DESCRIPTION OF THE TASK:
Produce as output only the lines below starting at the line with "repository 8be2e86e865d0bc8" and continuing through the line with "The cty JSON", each one exactly as written.
GIVEN INFORMATION Block Start
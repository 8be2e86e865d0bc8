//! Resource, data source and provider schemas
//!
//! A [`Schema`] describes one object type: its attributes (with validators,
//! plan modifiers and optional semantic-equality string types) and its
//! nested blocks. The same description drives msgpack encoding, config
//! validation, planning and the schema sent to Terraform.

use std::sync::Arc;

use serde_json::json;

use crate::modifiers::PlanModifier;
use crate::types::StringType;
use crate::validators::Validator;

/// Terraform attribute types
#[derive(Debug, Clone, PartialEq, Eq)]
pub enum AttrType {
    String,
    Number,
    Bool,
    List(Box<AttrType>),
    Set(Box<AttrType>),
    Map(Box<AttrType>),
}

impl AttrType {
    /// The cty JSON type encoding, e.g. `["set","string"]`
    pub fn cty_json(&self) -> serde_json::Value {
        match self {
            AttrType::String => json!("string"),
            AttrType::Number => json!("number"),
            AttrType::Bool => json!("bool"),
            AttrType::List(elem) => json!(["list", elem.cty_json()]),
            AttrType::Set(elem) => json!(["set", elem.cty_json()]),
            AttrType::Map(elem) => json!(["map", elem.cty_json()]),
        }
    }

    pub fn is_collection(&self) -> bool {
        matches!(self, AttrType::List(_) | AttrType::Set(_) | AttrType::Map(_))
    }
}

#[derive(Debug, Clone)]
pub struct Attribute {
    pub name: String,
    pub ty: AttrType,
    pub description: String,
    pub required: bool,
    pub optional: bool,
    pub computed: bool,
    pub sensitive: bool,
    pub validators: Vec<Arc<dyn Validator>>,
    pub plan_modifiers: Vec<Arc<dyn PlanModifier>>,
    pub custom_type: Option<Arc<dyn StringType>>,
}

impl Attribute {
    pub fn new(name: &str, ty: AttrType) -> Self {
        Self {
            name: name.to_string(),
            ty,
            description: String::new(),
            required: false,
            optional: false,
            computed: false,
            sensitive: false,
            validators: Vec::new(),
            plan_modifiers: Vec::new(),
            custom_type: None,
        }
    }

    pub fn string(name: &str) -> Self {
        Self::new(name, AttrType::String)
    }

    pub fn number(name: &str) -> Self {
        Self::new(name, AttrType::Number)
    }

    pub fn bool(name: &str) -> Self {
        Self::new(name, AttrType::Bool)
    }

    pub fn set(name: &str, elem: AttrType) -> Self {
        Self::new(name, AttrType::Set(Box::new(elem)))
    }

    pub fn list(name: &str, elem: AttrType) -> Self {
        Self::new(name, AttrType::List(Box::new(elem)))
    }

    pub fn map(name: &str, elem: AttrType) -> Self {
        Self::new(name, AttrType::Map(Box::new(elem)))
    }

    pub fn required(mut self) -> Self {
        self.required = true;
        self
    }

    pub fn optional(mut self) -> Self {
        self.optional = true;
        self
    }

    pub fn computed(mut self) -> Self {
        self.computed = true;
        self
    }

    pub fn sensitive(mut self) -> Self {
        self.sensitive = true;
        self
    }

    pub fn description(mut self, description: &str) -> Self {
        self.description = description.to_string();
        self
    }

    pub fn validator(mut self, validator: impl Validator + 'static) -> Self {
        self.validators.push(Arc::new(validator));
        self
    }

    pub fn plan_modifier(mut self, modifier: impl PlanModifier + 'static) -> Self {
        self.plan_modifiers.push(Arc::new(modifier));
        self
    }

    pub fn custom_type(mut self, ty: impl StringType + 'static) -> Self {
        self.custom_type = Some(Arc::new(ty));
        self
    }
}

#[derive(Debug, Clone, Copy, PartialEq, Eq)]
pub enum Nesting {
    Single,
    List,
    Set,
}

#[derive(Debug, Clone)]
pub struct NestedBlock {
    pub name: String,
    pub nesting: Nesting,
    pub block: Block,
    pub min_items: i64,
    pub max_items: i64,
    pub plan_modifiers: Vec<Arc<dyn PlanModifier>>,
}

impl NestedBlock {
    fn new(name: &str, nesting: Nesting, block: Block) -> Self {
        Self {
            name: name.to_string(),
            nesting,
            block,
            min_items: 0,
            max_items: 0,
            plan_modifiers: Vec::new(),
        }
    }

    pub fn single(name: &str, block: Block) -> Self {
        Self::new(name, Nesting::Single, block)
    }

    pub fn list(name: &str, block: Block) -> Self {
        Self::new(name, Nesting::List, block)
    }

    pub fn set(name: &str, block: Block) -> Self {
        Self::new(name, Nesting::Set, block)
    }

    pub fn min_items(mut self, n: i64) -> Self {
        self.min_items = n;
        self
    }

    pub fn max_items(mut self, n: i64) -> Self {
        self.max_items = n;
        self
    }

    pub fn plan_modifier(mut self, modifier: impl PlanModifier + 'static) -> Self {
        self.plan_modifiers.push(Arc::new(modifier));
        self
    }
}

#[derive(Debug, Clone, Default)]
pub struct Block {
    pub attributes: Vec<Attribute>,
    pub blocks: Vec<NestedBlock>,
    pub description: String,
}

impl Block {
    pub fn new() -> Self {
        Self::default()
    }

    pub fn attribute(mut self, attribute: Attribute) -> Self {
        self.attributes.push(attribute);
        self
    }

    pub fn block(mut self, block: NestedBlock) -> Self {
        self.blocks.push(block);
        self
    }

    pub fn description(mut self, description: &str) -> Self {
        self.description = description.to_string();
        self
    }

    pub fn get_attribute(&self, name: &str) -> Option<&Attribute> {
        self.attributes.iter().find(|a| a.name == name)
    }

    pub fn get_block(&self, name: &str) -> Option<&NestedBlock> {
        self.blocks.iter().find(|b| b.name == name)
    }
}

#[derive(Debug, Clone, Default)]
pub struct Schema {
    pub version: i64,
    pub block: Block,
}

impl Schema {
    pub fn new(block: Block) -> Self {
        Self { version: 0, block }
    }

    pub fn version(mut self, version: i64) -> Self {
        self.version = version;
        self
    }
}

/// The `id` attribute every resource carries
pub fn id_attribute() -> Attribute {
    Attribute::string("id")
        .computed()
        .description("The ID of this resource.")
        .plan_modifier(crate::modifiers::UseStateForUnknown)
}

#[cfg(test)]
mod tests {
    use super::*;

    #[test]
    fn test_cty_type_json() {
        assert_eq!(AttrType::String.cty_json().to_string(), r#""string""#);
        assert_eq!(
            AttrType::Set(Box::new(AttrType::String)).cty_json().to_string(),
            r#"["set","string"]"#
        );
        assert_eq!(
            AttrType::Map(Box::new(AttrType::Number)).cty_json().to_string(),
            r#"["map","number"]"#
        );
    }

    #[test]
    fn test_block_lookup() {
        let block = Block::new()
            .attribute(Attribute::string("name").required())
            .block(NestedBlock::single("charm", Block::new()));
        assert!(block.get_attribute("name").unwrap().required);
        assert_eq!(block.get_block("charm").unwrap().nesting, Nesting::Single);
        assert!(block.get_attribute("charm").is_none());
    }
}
GIVEN INFORMATION Block End
GIVEN INFORMATION Block Start
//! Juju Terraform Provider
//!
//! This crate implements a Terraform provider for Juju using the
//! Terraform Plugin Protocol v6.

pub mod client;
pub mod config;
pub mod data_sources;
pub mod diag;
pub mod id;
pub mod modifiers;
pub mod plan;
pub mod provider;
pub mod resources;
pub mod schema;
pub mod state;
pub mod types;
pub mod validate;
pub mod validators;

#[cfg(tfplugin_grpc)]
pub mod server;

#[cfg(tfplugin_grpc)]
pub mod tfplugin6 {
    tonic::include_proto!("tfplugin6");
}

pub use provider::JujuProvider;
GIVEN INFORMATION Block End
SOLVED PROBLEM:
repository 8be2e86e865d0bc8
//! Resource, data source and provider schemas
//!
//! A [`Schema`] describes one object type: its attributes (with validators,
//! plan modifiers and optional semantic-equality string types) and its
//! nested blocks. The same description drives msgpack encoding, config
//! validation, planning and the schema sent to Terraform.

use std::sync::Arc;

use serde_json::json;

use crate::modifiers::PlanModifier;
use crate::types::StringType;
use crate::validators::Validator;

/// Terraform attribute types
#[derive(Debug, Clone, PartialEq, Eq)]
pub enum AttrType {
    String,
    Number,
    Bool,
    List(Box<AttrType>),
    Set(Box<AttrType>),
    Map(Box<AttrType>),
}

impl AttrType {
    /// The cty JSON type encoding, e.g. `["set","string"]`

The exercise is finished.